Description of the task —
Say how many lines of the data below have the word "gets" in them. Add nothing else.

(Input)

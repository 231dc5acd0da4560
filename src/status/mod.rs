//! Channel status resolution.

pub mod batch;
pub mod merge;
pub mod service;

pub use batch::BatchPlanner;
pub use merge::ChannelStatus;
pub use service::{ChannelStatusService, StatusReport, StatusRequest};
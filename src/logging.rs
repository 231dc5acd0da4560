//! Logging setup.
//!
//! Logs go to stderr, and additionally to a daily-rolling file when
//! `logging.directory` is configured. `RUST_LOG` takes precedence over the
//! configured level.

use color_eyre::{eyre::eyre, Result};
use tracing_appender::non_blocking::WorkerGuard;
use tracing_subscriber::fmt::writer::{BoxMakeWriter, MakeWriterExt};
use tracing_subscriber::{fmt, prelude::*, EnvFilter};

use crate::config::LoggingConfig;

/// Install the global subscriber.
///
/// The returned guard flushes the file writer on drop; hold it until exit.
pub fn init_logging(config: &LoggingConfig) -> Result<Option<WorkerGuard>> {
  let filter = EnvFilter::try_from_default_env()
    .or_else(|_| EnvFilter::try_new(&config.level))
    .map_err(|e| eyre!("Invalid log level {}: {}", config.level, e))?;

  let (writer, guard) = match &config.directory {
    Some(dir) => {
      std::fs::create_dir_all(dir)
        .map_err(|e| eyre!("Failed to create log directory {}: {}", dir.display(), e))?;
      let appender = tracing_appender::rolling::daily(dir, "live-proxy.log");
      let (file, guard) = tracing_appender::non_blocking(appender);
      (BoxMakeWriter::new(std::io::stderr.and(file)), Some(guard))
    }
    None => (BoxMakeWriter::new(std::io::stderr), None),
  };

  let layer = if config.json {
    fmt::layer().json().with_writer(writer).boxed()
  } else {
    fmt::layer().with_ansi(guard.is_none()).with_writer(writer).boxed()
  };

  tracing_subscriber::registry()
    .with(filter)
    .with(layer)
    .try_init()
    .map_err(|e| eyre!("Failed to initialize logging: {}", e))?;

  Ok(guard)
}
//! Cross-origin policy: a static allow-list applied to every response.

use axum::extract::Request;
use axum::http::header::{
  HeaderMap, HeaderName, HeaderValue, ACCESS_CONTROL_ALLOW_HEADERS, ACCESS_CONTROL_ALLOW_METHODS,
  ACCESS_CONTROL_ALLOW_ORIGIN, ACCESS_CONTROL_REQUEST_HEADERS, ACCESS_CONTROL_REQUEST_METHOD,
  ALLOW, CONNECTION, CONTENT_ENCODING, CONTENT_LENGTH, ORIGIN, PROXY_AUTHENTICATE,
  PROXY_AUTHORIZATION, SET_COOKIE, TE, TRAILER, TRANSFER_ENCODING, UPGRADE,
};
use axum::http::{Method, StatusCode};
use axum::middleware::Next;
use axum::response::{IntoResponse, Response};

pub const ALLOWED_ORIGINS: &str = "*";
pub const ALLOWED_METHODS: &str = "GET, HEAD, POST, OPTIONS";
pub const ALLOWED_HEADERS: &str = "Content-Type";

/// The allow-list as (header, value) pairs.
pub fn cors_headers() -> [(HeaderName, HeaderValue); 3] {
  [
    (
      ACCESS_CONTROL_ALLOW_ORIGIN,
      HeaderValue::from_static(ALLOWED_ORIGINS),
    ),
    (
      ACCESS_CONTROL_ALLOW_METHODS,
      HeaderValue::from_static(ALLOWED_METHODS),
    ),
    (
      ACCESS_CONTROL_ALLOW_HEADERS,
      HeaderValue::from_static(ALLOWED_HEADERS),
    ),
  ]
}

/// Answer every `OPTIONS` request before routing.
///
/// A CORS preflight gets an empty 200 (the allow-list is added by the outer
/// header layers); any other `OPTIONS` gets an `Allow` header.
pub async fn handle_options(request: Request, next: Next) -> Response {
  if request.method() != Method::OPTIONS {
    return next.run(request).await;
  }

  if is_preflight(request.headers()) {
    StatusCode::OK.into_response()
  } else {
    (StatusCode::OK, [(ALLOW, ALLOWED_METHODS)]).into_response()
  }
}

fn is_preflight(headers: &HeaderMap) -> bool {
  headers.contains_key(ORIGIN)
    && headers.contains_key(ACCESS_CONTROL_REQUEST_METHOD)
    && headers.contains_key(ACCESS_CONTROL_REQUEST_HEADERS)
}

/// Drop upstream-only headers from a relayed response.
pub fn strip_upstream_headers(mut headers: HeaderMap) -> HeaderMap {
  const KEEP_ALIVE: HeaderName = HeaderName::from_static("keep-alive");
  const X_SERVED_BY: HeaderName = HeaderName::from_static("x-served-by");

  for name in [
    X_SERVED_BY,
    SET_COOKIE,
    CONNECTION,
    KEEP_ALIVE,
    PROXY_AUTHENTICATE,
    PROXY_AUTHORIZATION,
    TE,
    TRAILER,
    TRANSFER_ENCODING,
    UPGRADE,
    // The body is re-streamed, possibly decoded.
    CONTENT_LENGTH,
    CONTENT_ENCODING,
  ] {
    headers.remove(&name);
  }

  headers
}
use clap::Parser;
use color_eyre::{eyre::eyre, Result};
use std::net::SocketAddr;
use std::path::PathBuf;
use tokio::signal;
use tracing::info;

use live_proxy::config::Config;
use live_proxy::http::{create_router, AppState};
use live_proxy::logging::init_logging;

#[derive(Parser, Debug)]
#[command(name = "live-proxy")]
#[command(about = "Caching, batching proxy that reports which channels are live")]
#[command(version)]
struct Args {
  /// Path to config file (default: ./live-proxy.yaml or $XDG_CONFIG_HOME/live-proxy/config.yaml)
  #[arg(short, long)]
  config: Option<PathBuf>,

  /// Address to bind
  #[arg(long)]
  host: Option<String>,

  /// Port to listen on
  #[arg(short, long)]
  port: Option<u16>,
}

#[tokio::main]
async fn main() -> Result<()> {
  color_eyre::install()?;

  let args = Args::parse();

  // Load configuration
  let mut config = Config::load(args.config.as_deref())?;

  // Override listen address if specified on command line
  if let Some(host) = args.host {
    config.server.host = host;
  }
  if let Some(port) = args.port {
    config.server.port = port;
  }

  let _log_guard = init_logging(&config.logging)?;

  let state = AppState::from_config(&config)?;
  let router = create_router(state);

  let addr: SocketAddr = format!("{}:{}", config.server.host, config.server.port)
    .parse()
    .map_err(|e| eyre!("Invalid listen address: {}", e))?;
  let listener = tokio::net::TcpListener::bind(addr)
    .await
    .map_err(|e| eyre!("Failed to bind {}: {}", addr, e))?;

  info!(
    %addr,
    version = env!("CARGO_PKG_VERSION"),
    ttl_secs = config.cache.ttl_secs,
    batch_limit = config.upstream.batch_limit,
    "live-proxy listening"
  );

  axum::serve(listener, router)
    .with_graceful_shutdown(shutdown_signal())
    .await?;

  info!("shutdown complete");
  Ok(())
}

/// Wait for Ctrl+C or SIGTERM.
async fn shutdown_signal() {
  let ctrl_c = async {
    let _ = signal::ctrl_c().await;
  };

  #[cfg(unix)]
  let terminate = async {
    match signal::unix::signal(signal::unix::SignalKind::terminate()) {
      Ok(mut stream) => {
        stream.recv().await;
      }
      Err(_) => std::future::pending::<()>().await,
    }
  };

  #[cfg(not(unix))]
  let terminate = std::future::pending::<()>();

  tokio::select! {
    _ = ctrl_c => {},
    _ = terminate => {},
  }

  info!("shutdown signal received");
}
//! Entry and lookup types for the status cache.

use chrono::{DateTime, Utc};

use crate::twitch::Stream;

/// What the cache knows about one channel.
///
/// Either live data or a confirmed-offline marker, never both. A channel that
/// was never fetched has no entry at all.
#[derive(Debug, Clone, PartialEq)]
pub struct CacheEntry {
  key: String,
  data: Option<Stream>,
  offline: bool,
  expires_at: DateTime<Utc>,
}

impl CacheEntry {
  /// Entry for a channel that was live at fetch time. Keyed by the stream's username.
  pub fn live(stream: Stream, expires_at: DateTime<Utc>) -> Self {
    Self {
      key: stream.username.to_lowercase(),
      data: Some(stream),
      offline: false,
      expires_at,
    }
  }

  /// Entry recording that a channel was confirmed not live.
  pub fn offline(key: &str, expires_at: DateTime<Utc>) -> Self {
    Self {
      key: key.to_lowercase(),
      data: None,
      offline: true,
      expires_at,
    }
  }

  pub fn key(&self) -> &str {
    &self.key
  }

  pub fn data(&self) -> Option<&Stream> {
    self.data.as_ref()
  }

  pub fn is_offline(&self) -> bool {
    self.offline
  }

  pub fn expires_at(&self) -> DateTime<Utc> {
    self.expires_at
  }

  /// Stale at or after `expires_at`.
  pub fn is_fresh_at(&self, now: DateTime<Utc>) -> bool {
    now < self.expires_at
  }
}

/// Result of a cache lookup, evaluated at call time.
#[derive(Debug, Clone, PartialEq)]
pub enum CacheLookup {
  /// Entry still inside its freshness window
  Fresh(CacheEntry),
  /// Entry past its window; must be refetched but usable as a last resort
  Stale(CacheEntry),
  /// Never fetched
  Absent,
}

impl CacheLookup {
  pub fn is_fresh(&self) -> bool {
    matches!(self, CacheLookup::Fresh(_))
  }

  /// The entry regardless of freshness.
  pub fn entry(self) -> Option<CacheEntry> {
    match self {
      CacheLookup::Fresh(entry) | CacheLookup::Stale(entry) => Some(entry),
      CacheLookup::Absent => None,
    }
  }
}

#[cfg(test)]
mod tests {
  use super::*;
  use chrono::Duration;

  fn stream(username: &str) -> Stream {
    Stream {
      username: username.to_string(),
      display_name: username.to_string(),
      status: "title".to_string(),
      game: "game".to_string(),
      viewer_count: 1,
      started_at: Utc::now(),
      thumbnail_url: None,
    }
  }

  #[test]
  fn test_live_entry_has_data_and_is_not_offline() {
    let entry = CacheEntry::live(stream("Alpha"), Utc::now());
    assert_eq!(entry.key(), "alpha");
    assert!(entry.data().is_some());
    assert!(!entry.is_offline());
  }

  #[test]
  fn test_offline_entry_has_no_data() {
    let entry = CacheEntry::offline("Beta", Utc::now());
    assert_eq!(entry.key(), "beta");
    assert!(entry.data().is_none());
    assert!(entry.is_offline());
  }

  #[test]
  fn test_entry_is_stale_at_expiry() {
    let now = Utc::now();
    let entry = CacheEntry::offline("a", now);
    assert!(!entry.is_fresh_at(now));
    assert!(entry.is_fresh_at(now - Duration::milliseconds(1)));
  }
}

(End Input)

Reply —
2